Introduction: XGBoost

Get introduced to our topics for this chapter: scalable end-to-end tree boosting systems called XGBoost and LightGBM.

Overview

After reading this chapter, you will be able to describe the concept of gradient boosting, the fundamental idea underlying the XGBoost package. You will then train XGBoost models on synthetic data, while learning about early stopping as well as several XGBoost hyperparameters along the way. In addition to using a similar method to grow trees as we have previously (by setting max_depth), you’ll also discover a new way of growing trees that is offered by XGBoost: loss-guided tree growing. After learning about XGBoost, you’ll then be introduced to a new and powerful way of explaining model predictions, called SHAP (SHapley Additive exPlanations). You will see how SHAP values can be used to provide individualized explanations for model predictions from any dataset, not just the training data, and also understand the additive property of SHAP values.

As we saw in the previous chapter, decision trees and ensemble models based on them provide powerful methods for creating machine learning models.
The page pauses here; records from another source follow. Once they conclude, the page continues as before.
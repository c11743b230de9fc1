/*!
 * Placement engine: chunked arrays on a process grid
 *
 * `assemble` turns one block per grid point into a chunked array, `disassemble`
 * goes the other way, and the builders create arrays whose blocks are computed
 * directly on the worker owning them. The layout math lives in
 * `quasar_core_topology::placement`; everything that can be checked locally is
 * checked before the first task is submitted.
 */

use quasar_core_interface::{Block, DType, RemoteError, Task, Value};
use quasar_core_topology::ArrayLayout;
use std::collections::BTreeMap;
use tracing::{debug, info};

use crate::array::{BlockRef, ChunkedArray};
use crate::error::{QuasarError, Result};
use crate::handles::HandleSet;
use crate::topology::GridTopology;

/// Optional description of the array a dispatch returns
///
/// Missing `chunks` or `dtype` are probed from the slots; a missing `shape` is
/// derived from the block shape and the grid extents.
#[derive(Debug, Clone, Default, PartialEq)]
pub struct ArraySpec {
    pub shape: Option<Vec<usize>>,
    pub chunks: Option<Vec<usize>>,
    pub dtype: Option<DType>,
    pub dims_axes: Option<Vec<isize>>,
}

impl ArraySpec {
    pub fn new() -> Self {
        Self::default()
    }

    pub fn shape(mut self, shape: &[usize]) -> Self {
        self.shape = Some(shape.to_vec());
        self
    }

    pub fn chunks(mut self, chunks: &[usize]) -> Self {
        self.chunks = Some(chunks.to_vec());
        self
    }

    pub fn dtype(mut self, dtype: DType) -> Self {
        self.dtype = Some(dtype);
        self
    }

    pub fn dims_axes(mut self, dims_axes: &[isize]) -> Self {
        self.dims_axes = Some(dims_axes.to_vec());
        self
    }
}

/// Options of the pinned builders
#[derive(Debug, Clone, Default, PartialEq)]
pub struct BuildOptions {
    /// Block shape; defaults to `ceil(size / extent)` on distributed axes
    pub chunks: Option<Vec<usize>>,
    pub dtype: DType,
    pub dims_axes: Option<Vec<isize>>,
}

impl BuildOptions {
    pub fn new() -> Self {
        Self::default()
    }

    pub fn chunks(mut self, chunks: &[usize]) -> Self {
        self.chunks = Some(chunks.to_vec());
        self
    }

    pub fn dtype(mut self, dtype: DType) -> Self {
        self.dtype = dtype;
        self
    }

    pub fn dims_axes(mut self, dims_axes: &[isize]) -> Self {
        self.dims_axes = Some(dims_axes.to_vec());
        self
    }
}

impl GridTopology {
    /// Turn one block per grid point into a chunked array.
    ///
    /// Slot *i* holds the block of grid point `coords[i]`; blocks are left on
    /// the worker that holds them.
    pub async fn assemble(&self, slots: &HandleSet, spec: &ArraySpec) -> Result<ChunkedArray> {
        if slots.len() != self.len() {
            return Err(QuasarError::Shape(format!(
                "{} blocks given for a grid of {} points",
                slots.len(),
                self.len()
            )));
        }

        let (dtype, chunk) = match (spec.dtype, spec.chunks.clone()) {
            (Some(dtype), Some(chunk)) => (dtype, chunk),
            (dtype, chunk) => {
                let (probed_dtype, probed_chunk) = probe(slots).await?;
                (dtype.unwrap_or(probed_dtype), chunk.unwrap_or(probed_chunk))
            }
        };

        let layout = ArrayLayout::for_assembly(
            self.dims(),
            &chunk,
            spec.shape.as_deref(),
            spec.dims_axes.as_deref(),
        )?;

        let mut blocks = BTreeMap::new();
        for (index, coords) in self.coords().iter().enumerate() {
            let key = layout.block_key(coords);
            let block = BlockRef {
                handle: slots.handle(index)?,
                worker: slots.owner(index).await?,
            };
            if blocks.insert(key.clone(), block).is_some() {
                return Err(QuasarError::Shape(format!(
                    "two grid points map onto block {:?}",
                    key
                )));
            }
        }

        debug!(shape = ?layout.shape(), chunks = ?layout.chunks(), "Assembled chunked array");
        ChunkedArray::new(
            self.executor().clone(),
            layout.shape().to_vec(),
            layout.chunks().to_vec(),
            dtype,
            blocks,
        )
    }

    /// Extract the block owned by every grid point, in slot order.
    ///
    /// Blocks already on the right worker are reused as they are; others are
    /// copied there.
    pub async fn disassemble(
        &self,
        array: &ChunkedArray,
        dims_axes: Option<&[isize]>,
    ) -> Result<HandleSet> {
        let layout = ArrayLayout::from_chunks(self.dims(), array.chunks().to_vec(), dims_axes)?;

        let mut sources = Vec::with_capacity(self.len());
        for coords in self.coords() {
            let key = layout.block_key(coords);
            let block = array.block(&key).ok_or_else(|| {
                QuasarError::Shape(format!("array has no block {:?}", key))
            })?;
            sources.push(block);
        }

        let mut handles = Vec::with_capacity(sources.len());
        let mut moved = 0;
        for (block, worker) in sources.into_iter().zip(self.workers()) {
            if &block.worker == worker {
                handles.push(block.handle);
            } else {
                moved += 1;
                handles.push(
                    self.executor()
                        .submit(Task::identity(), &[block.handle], Some(worker))
                        .await?,
                );
            }
        }
        if moved > 0 {
            debug!(moved, "Relocated blocks onto their grid points");
        }
        Ok(HandleSet::dispatched(
            self.executor().clone(),
            handles,
            self.workers().to_vec(),
        ))
    }

    pub async fn zeros(&self, shape: &[usize], options: &BuildOptions) -> Result<ChunkedArray> {
        self.build("zeros", shape, options, 0.0).await
    }

    pub async fn ones(&self, shape: &[usize], options: &BuildOptions) -> Result<ChunkedArray> {
        self.build("ones", shape, options, 1.0).await
    }

    /// Same as [`GridTopology::zeros`]; blocks are always initialised
    pub async fn empty(&self, shape: &[usize], options: &BuildOptions) -> Result<ChunkedArray> {
        self.build("empty", shape, options, 0.0).await
    }

    pub async fn full(
        &self,
        shape: &[usize],
        fill: f64,
        options: &BuildOptions,
    ) -> Result<ChunkedArray> {
        self.build("full", shape, options, fill).await
    }

    async fn build(
        &self,
        name: &str,
        shape: &[usize],
        options: &BuildOptions,
        fill: f64,
    ) -> Result<ChunkedArray> {
        let layout = ArrayLayout::for_builder(
            self.dims(),
            shape,
            options.chunks.as_deref(),
            options.dims_axes.as_deref(),
        )?;

        let dtype = options.dtype;
        if dtype == DType::Int64 && (!fill.is_finite() || fill.fract() != 0.0) {
            return Err(QuasarError::Shape(format!(
                "fill value {} is not an integer, but the array dtype is {}",
                fill, dtype
            )));
        }

        let mut plan = Vec::with_capacity(self.len());
        for (coords, worker) in self.coords().iter().zip(self.workers()) {
            let key = layout.block_key(coords);
            let block_shape = layout.block_shape(&key).ok_or_else(|| {
                QuasarError::AxisMismatch(format!("grid point {:?} maps to no block", coords))
            })?;
            plan.push((key, block_shape, worker));
        }

        let mut blocks = BTreeMap::new();
        for (key, block_shape, worker) in plan {
            let handle = self
                .executor()
                .submit(
                    Task::new(format!("array:{}", name), move |_| {
                        Ok(Value::Block(Block::full(dtype, &block_shape, fill)))
                    }),
                    &[],
                    Some(worker),
                )
                .await?;
            blocks.insert(
                key,
                BlockRef {
                    handle,
                    worker: worker.clone(),
                },
            );
        }

        info!(
            shape = ?layout.shape(),
            chunks = ?layout.chunks(),
            "Built {} array on {} workers",
            name,
            self.len()
        );
        ChunkedArray::new(
            self.executor().clone(),
            layout.shape().to_vec(),
            layout.chunks().to_vec(),
            dtype,
            blocks,
        )
    }
}

/// Ask every slot for its dtype and block shape and require them to agree
async fn probe(slots: &HandleSet) -> Result<(DType, Vec<usize>)> {
    let reports = slots
        .map(Task::new("array:describe", |values| match values[0].as_block() {
            Some(block) => Ok(Value::Tuple(vec![
                Value::Str(block.dtype().to_string()),
                Value::from_usizes(&block.shape()),
            ])),
            None => Err(RemoteError::type_mismatch("an array block", &values[0])),
        }))
        .await?
        .results()
        .await?;

    let mut dtypes = Vec::with_capacity(reports.len());
    let mut shapes = Vec::with_capacity(reports.len());
    for report in &reports {
        let invalid = || QuasarError::Shape(format!("invalid block description {}", report));
        match report.as_tuple() {
            Some([dtype, shape]) => {
                let dtype: DType = dtype
                    .as_str()
                    .ok_or_else(invalid)?
                    .parse()
                    .map_err(|_| invalid())?;
                dtypes.push(dtype);
                shapes.push(shape.to_usizes().map_err(|_| invalid())?);
            }
            _ => return Err(invalid()),
        }
    }

    let (Some(dtype), Some(shape)) = (dtypes.first().copied(), shapes.first().cloned()) else {
        return Err(QuasarError::Shape("no blocks to describe".to_string()));
    };
    if dtypes.iter().any(|d| *d != dtype) {
        return Err(QuasarError::DTypeMismatch { dtypes });
    }
    if shapes.iter().any(|s| *s != shape) {
        return Err(QuasarError::NotImplemented(format!(
            "blocks with non-uniform shapes {:?}",
            shapes
        )));
    }
    Ok((dtype, shape))
}
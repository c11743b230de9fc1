/*!
 * Grid topology discovery and lookup
 *
 * A `GridTopology` is built from a handle set of Cartesian communicator objects.
 * One representative slot reports the grid extents and periodicity; every slot
 * reports its own rank and coordinate. The assembled grid is immutable and is
 * shared by every proxy created on it.
 */

use quasar_core_interface::{RemoteError, Task, TaskExecutor, Value, WorkerId};
use quasar_core_topology::CartesianGrid;
use std::sync::atomic::{AtomicU64, Ordering};
use std::sync::Arc;
use tracing::{debug, info};

use crate::error::{QuasarError, Result};
use crate::handles::HandleSet;

static NEXT_GRID_ID: AtomicU64 = AtomicU64::new(1);

/// Key accepted by [`GridTopology::index`]
#[derive(Debug, Clone, PartialEq, Eq)]
pub enum GridKey {
    Rank(usize),
    Worker(WorkerId),
    Coords(Vec<usize>),
}

impl From<usize> for GridKey {
    fn from(rank: usize) -> Self {
        GridKey::Rank(rank)
    }
}

impl From<WorkerId> for GridKey {
    fn from(worker: WorkerId) -> Self {
        GridKey::Worker(worker)
    }
}

impl From<&str> for GridKey {
    fn from(worker: &str) -> Self {
        GridKey::Worker(WorkerId::new(worker))
    }
}

impl From<Vec<usize>> for GridKey {
    fn from(coords: Vec<usize>) -> Self {
        GridKey::Coords(coords)
    }
}

impl From<&[usize]> for GridKey {
    fn from(coords: &[usize]) -> Self {
        GridKey::Coords(coords.to_vec())
    }
}

/// An N-dimensional process grid over a handle set of communicators
pub struct GridTopology {
    id: u64,
    handles: HandleSet,
    grid: CartesianGrid,
    workers: Vec<WorkerId>,
    ranks: Vec<usize>,
}

impl GridTopology {
    /// Discover the grid held by `handles`.
    ///
    /// # Errors
    ///
    /// `QuasarError::Topology` when two slots share a worker, when the reported
    /// coordinates disagree with the extents, or when two slots report the same
    /// coordinate.
    pub async fn discover(handles: HandleSet) -> Result<Arc<Self>> {
        if handles.is_empty() {
            return Err(QuasarError::Topology(
                "cannot build a grid from an empty handle set".to_string(),
            ));
        }
        let workers = handles.workers().await?;
        let executor = handles.executor().clone();

        let topo = executor
            .submit(
                Task::new("topology:get_topo", |values| call_cart(&values[0], "get_topo")),
                &[handles.handle(0)?],
                Some(&workers[0]),
            )
            .await?;
        let (dims, periods) = parse_topo(&executor.resolve(topo).await?)?;

        let reports = handles
            .map(Task::new("topology:locate", |values| {
                let cart = values[0]
                    .as_object()
                    .ok_or_else(|| RemoteError::type_mismatch("a Cartesian communicator", &values[0]))?;
                let rank = cart.get_attr("rank")?;
                let coords = cart.call("get_coords", Default::default())?;
                Ok(Value::Tuple(vec![rank, coords]))
            }))
            .await?
            .results()
            .await?;

        let mut ranks = Vec::with_capacity(reports.len());
        let mut coords = Vec::with_capacity(reports.len());
        for (slot, report) in reports.iter().enumerate() {
            let (rank, coord) = parse_location(report).ok_or_else(|| {
                QuasarError::Topology(format!("slot {} reported an invalid location {}", slot, report))
            })?;
            ranks.push(rank);
            coords.push(coord);
        }

        let grid = CartesianGrid::new(dims, periods, coords)?;
        let id = NEXT_GRID_ID.fetch_add(1, Ordering::Relaxed);
        info!(
            grid = id,
            dims = ?grid.dims(),
            periods = ?grid.periods(),
            "Discovered grid topology over {} workers",
            workers.len()
        );
        debug!(grid = id, coords = ?grid.coords(), "Grid coordinates");

        Ok(Arc::new(Self {
            id,
            handles,
            grid,
            workers,
            ranks,
        }))
    }

    /// Process-unique identity; two grids are the same grid iff ids match
    pub fn id(&self) -> u64 {
        self.id
    }

    pub fn len(&self) -> usize {
        self.grid.len()
    }

    pub fn is_empty(&self) -> bool {
        self.grid.is_empty()
    }

    pub fn dims(&self) -> &[usize] {
        self.grid.dims()
    }

    pub fn periods(&self) -> &[bool] {
        self.grid.periods()
    }

    pub fn ndim(&self) -> usize {
        self.grid.ndim()
    }

    pub fn coords(&self) -> &[Vec<usize>] {
        self.grid.coords()
    }

    pub fn ranks(&self) -> &[usize] {
        &self.ranks
    }

    pub fn workers(&self) -> &[WorkerId] {
        &self.workers
    }

    pub fn grid(&self) -> &CartesianGrid {
        &self.grid
    }

    /// The communicator handles the grid was discovered from
    pub fn handles(&self) -> &HandleSet {
        &self.handles
    }

    pub fn executor(&self) -> &Arc<dyn TaskExecutor> {
        self.handles.executor()
    }

    pub fn ranks_coords(&self) -> Vec<(usize, Vec<usize>)> {
        self.ranks
            .iter()
            .copied()
            .zip(self.grid.coords().iter().cloned())
            .collect()
    }

    pub fn ranks_workers(&self) -> Vec<(usize, WorkerId)> {
        self.ranks
            .iter()
            .copied()
            .zip(self.workers.iter().cloned())
            .collect()
    }

    /// Slot index of a rank, a worker or a coordinate.
    ///
    /// Coordinate keys are reconciled with the grid arity: missing trailing
    /// components are zero, extra ones must be zero.
    pub fn index(&self, key: &GridKey) -> Result<usize> {
        match key {
            GridKey::Rank(rank) => self
                .ranks
                .iter()
                .position(|r| r == rank)
                .ok_or_else(|| QuasarError::KeyNotFound(format!("rank {}", rank))),
            GridKey::Worker(worker) => self
                .workers
                .iter()
                .position(|w| w == worker)
                .ok_or_else(|| QuasarError::KeyNotFound(format!("worker {}", worker))),
            GridKey::Coords(coords) => Ok(self.grid.index_of(coords)?),
        }
    }

    /// Worker owning grid point `key`
    pub fn worker_of(&self, key: &GridKey) -> Result<&WorkerId> {
        let index = self.index(key)?;
        Ok(&self.workers[index])
    }

    /// Neighbor of slot `index` displaced by `disp` along `axis`
    pub fn shift(&self, index: usize, axis: usize, disp: isize) -> Result<Option<usize>> {
        Ok(self.grid.shift(index, axis, disp)?)
    }

    /// Whether `other` is this very grid
    pub fn same_grid(&self, other: &GridTopology) -> bool {
        self.id == other.id
    }
}

impl std::fmt::Debug for GridTopology {
    fn fmt(&self, f: &mut std::fmt::Formatter<'_>) -> std::fmt::Result {
        f.debug_struct("GridTopology")
            .field("id", &self.id)
            .field("dims", &self.grid.dims())
            .field("periods", &self.grid.periods())
            .field("workers", &self.workers)
            .finish()
    }
}

fn call_cart(value: &Value, method: &str) -> std::result::Result<Value, RemoteError> {
    match value.as_object() {
        Some(cart) => cart.call(method, Default::default()),
        None => Err(RemoteError::type_mismatch("a Cartesian communicator", value)),
    }
}

fn parse_topo(topo: &Value) -> Result<(Vec<usize>, Vec<bool>)> {
    let invalid = || QuasarError::Topology(format!("invalid topology report {}", topo));
    match topo.as_tuple() {
        Some([dims, periods, ..]) => {
            let dims = dims.to_usizes().map_err(|_| invalid())?;
            let periods = periods.to_bools().map_err(|_| invalid())?;
            Ok((dims, periods))
        }
        _ => Err(invalid()),
    }
}

fn parse_location(report: &Value) -> Option<(usize, Vec<usize>)> {
    match report.as_tuple()? {
        [rank, coords] => {
            let rank = usize::try_from(rank.as_int()?).ok()?;
            Some((rank, coords.to_usizes().ok()?))
        }
        _ => None,
    }
}

#[cfg(test)]
mod tests {
    use super::*;
    use crate::comm::Comm;
    use quasar_local::{ClusterConfig, LocalCluster};

    async fn cart(n: usize, dims: &[usize], periods: &[bool]) -> Arc<GridTopology> {
        let cluster = LocalCluster::start(ClusterConfig::with_workers(n)).await.unwrap();
        let executor: Arc<dyn TaskExecutor> = Arc::new(cluster);
        let comm = Comm::create(executor.clone(), &executor.workers()).await.unwrap();
        comm.create_cart(dims, periods).await.unwrap()
    }

    #[tokio::test]
    async fn test_discovery_is_bijective() {
        let grid = cart(4, &[2, 2], &[false, false]).await;
        assert_eq!(grid.len(), 4);
        assert_eq!(grid.dims(), &[2, 2]);
        assert_eq!(
            grid.coords(),
            &[vec![0, 0], vec![0, 1], vec![1, 0], vec![1, 1]]
        );
        assert_eq!(grid.ranks(), &[0, 1, 2, 3]);
        assert_eq!(grid.ranks_coords()[3], (3, vec![1, 1]));
    }

    #[tokio::test]
    async fn test_index_by_rank_worker_and_coords() {
        let grid = cart(2, &[2], &[false]).await;
        assert_eq!(grid.index(&GridKey::from(1usize)).unwrap(), 1);
        assert_eq!(grid.index(&GridKey::from("local-0")).unwrap(), 0);
        assert_eq!(grid.index(&GridKey::from(vec![1, 0, 0])).unwrap(), 1);
        assert!(matches!(
            grid.index(&GridKey::from(vec![1, 0, 1])),
            Err(QuasarError::KeyNotFound(_))
        ));
        assert!(matches!(
            grid.index(&GridKey::from("elsewhere")),
            Err(QuasarError::KeyNotFound(_))
        ));
        assert_eq!(grid.worker_of(&GridKey::Rank(1)).unwrap().as_str(), "local-1");
    }

    #[tokio::test]
    async fn test_shift_wraps_on_periodic_axes() {
        let grid = cart(4, &[4], &[true]).await;
        assert_eq!(grid.shift(3, 0, 1).unwrap(), Some(0));
        assert_eq!(grid.shift(0, 0, -1).unwrap(), Some(3));

        let open = cart(4, &[4], &[false]).await;
        assert_eq!(open.shift(3, 0, 1).unwrap(), None);
        assert!(!grid.same_grid(&open));
    }

    #[test]
    fn test_parse_location_rejects_garbage() {
        assert!(parse_location(&Value::Int(3)).is_none());
        let report = Value::Tuple(vec![Value::Int(2), Value::from_usizes(&[1, 0])]);
        assert_eq!(parse_location(&report), Some((2, vec![1, 0])));
    }
}
/*!
 * Quasar CLI - placement plans and a local demo
 */

use anyhow::Context;
use clap::{Args as ClapArgs, Parser, Subcommand, ValueEnum};
use comfy_table::{presets, Attribute, Cell, Color, ContentArrangement, Table};
use quasar::{
    config::{LogLevel, SessionConfig},
    error::{QuasarError, EXIT_FATAL, EXIT_SUCCESS},
    logging, BuildOptions, DType, GridTopology, Session,
};
use quasar_core_topology::{ArrayLayout, CartesianGrid};
use std::path::PathBuf;
use tracing::info;

#[derive(Parser)]
#[command(name = "quasar")]
#[command(version, about = "Distributed objects and chunked arrays on a Cartesian process grid", long_about = None)]
struct Cli {
    /// Configuration file (TOML)
    #[arg(short = 'c', long, value_name = "FILE", global = true)]
    config: Option<PathBuf>,

    /// Log level
    #[arg(long, value_enum, global = true)]
    log_level: Option<LogLevelArg>,

    /// Path to log file (default: stdout)
    #[arg(long, value_name = "FILE", global = true)]
    log: Option<PathBuf>,

    /// Enable verbose logging (equivalent to --log-level=debug)
    #[arg(short = 'v', long, global = true)]
    verbose: bool,

    #[command(subcommand)]
    command: Commands,
}

#[derive(Subcommand)]
enum Commands {
    /// Show which grid point owns which block, without starting any worker
    Plan(LayoutArgs),

    /// Start a local pool, build a pinned array and reduce it
    Demo {
        #[command(flatten)]
        layout: LayoutArgs,

        /// Number of local workers (default: from config)
        #[arg(short = 'w', long)]
        workers: Option<usize>,

        /// Fill value
        #[arg(long, default_value_t = 1.0)]
        fill: f64,

        /// Element type
        #[arg(long, value_enum, default_value = "float64")]
        dtype: DTypeArg,
    },
}

#[derive(ClapArgs)]
struct LayoutArgs {
    /// Grid extents, e.g. 2,2
    #[arg(long, value_delimiter = ',', required = true)]
    dims: Vec<usize>,

    /// Array shape, e.g. 4,4
    #[arg(long, value_delimiter = ',', required = true)]
    shape: Vec<usize>,

    /// Block shape (default: shape divided by the grid extents)
    #[arg(long, value_delimiter = ',')]
    chunks: Option<Vec<usize>>,

    /// Array axis of every grid axis; negative for extent-1 grid axes
    #[arg(long, value_delimiter = ',', allow_hyphen_values = true)]
    dims_axes: Option<Vec<isize>>,
}

#[derive(Copy, Clone, PartialEq, Eq, PartialOrd, Ord, ValueEnum)]
enum LogLevelArg {
    Error,
    Warn,
    Info,
    Debug,
    Trace,
}

impl From<LogLevelArg> for LogLevel {
    fn from(arg: LogLevelArg) -> Self {
        match arg {
            LogLevelArg::Error => LogLevel::Error,
            LogLevelArg::Warn => LogLevel::Warn,
            LogLevelArg::Info => LogLevel::Info,
            LogLevelArg::Debug => LogLevel::Debug,
            LogLevelArg::Trace => LogLevel::Trace,
        }
    }
}

#[derive(Copy, Clone, PartialEq, Eq, ValueEnum)]
enum DTypeArg {
    Int64,
    Float64,
}

impl From<DTypeArg> for DType {
    fn from(arg: DTypeArg) -> Self {
        match arg {
            DTypeArg::Int64 => DType::Int64,
            DTypeArg::Float64 => DType::Float64,
        }
    }
}

#[tokio::main]
async fn main() {
    let code = match run().await {
        Ok(()) => EXIT_SUCCESS,
        Err(e) => {
            eprintln!("Error: {:#}", e);
            e.downcast_ref::<QuasarError>()
                .map(QuasarError::exit_code)
                .unwrap_or(EXIT_FATAL)
        }
    };
    std::process::exit(code);
}

async fn run() -> anyhow::Result<()> {
    let cli = Cli::parse();

    let mut config = match cli.config {
        Some(ref path) => SessionConfig::from_file(path)
            .map_err(|e| QuasarError::Config(e.to_string()))
            .with_context(|| format!("Failed to load config file {}", path.display()))?,
        None => SessionConfig::default(),
    };
    if let Some(level) = cli.log_level {
        config.log_level = level.into();
    }
    if cli.log.is_some() {
        config.log_file = cli.log.clone();
    }
    config.verbose |= cli.verbose;

    if let Err(e) = logging::init_logging(&config) {
        eprintln!("Warning: Failed to initialize logging: {}", e);
    }

    match cli.command {
        Commands::Plan(layout) => plan(&layout),
        Commands::Demo {
            layout,
            workers,
            fill,
            dtype,
        } => {
            if let Some(workers) = workers {
                config.workers = workers;
            }
            demo(config, &layout, fill, dtype.into()).await
        }
    }
}

fn plan(args: &LayoutArgs) -> anyhow::Result<()> {
    let grid = CartesianGrid::row_major(args.dims.clone(), vec![false; args.dims.len()])
        .map_err(QuasarError::from)?;
    let layout = ArrayLayout::for_builder(
        grid.dims(),
        &args.shape,
        args.chunks.as_deref(),
        args.dims_axes.as_deref(),
    )
    .map_err(QuasarError::from)?;

    println!("shape  {:?}", layout.shape());
    println!("chunks {:?}", layout.chunks());

    let mut table = header(&["Rank", "Coordinate", "Block", "Offset", "Block shape"]);
    for (rank, coords) in grid.coords().iter().enumerate() {
        let key = layout.block_key(coords);
        table.add_row(vec![
            Cell::new(rank),
            Cell::new(format!("{:?}", coords)),
            Cell::new(format!("{:?}", key)),
            Cell::new(describe(layout.block_offset(&key))),
            Cell::new(describe(layout.block_shape(&key))),
        ]);
    }
    println!("{table}");
    Ok(())
}

async fn demo(config: SessionConfig, args: &LayoutArgs, fill: f64, dtype: DType) -> anyhow::Result<()> {
    let session = Session::local(config).await?;
    let result = demo_on(&session, args, fill, dtype).await;
    session.shutdown().await;
    result
}

async fn demo_on(session: &Session, args: &LayoutArgs, fill: f64, dtype: DType) -> anyhow::Result<()> {
    let grid = session.create_cart(&args.dims, None).await?;

    let mut options = BuildOptions::new().dtype(dtype);
    if let Some(chunks) = &args.chunks {
        options = options.chunks(chunks);
    }
    if let Some(dims_axes) = &args.dims_axes {
        options = options.dims_axes(dims_axes);
    }
    let array = grid.full(&args.shape, fill, &options).await?;
    info!(shape = ?array.shape(), "Array placed");

    println!("{}", placement_table(&grid, &array));
    println!("sum = {}", array.sum().await?);
    Ok(())
}

fn describe(extent: Option<Vec<usize>>) -> String {
    extent
        .map(|v| format!("{:?}", v))
        .unwrap_or_else(|| "-".to_string())
}

fn placement_table(grid: &GridTopology, array: &quasar::ChunkedArray) -> Table {
    let mut table = header(&["Worker", "Coordinate", "Block", "Block shape"]);
    for (key, block) in array.blocks() {
        let coords = grid
            .index(&quasar::GridKey::Worker(block.worker.clone()))
            .map(|index| format!("{:?}", grid.coords()[index]))
            .unwrap_or_else(|_| "-".to_string());
        table.add_row(vec![
            Cell::new(&block.worker),
            Cell::new(coords),
            Cell::new(format!("{:?}", key)),
            Cell::new(describe(array.block_shape(key))),
        ]);
    }
    table
}

fn header(columns: &[&str]) -> Table {
    let mut table = Table::new();
    table
        .load_preset(presets::UTF8_FULL)
        .set_content_arrangement(ContentArrangement::Dynamic)
        .set_header(
            columns
                .iter()
                .map(|c| Cell::new(c).fg(Color::Cyan).add_attribute(Attribute::Bold))
                .collect::<Vec<_>>(),
        );
    table
}
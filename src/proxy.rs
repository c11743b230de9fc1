/*!
 * Proxy dispatcher
 *
 * A dispatch turns one operation on a distributed object into one task per
 * slot. Slot *i* of every remote argument is handed to task *i*; local
 * arguments are copied unchanged into every task, in their original position.
 * Task *i* is pinned to the worker owning grid point *i*, so a plain dispatch
 * never moves an object.
 *
 * All checks run before the first submission: a missing remote argument,
 * grids that differ, slot counts that differ, array layouts that do not fit
 * the grid, handle sets whose slots are not held by the task owners, and a
 * missing grid when the result has to stay distributed.
 */

use quasar_core_interface::{
    Args, Class, HandleId, ObjectRef, RemoteError, Task, TaskExecutor, Value, WorkerId,
};
use quasar_core_topology::ArrayLayout;
use std::fmt;
use std::sync::Arc;
use tracing::debug;

use crate::array::ChunkedArray;
use crate::error::{QuasarError, Result};
use crate::handles::HandleSet;
use crate::topology::GridTopology;

/// One argument of a dispatch
#[derive(Clone)]
pub enum Arg<'a> {
    /// Copied to every slot
    Local(Value),
    /// A bare handle set; slot *i* goes to task *i*
    Remote(&'a HandleSet),
    /// A distributed object; carries its grid
    Proxy(&'a CartesianProxy),
    /// The grid's own communicators
    Grid(&'a Arc<GridTopology>),
    /// A chunked array, split onto the grid first
    Array(&'a ChunkedArray),
}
While random forests have been around for decades, recent work on a different kind of tree ensemble, gradient boosted trees, has resulted in state-of-the-art models that have come to dominate the landscape of predictive modeling with tabular data, or data that is organized into a structured table, similar to the case study data.

Packages for accurate predictive models

The two main packages used by machine learning data scientists today to create the most accurate predictive models with tabular data are XGBoost and LightGBM. In this chapter, we’ll become familiar with XGBoost using a synthetic dataset, and then apply it to the case study data in the activity.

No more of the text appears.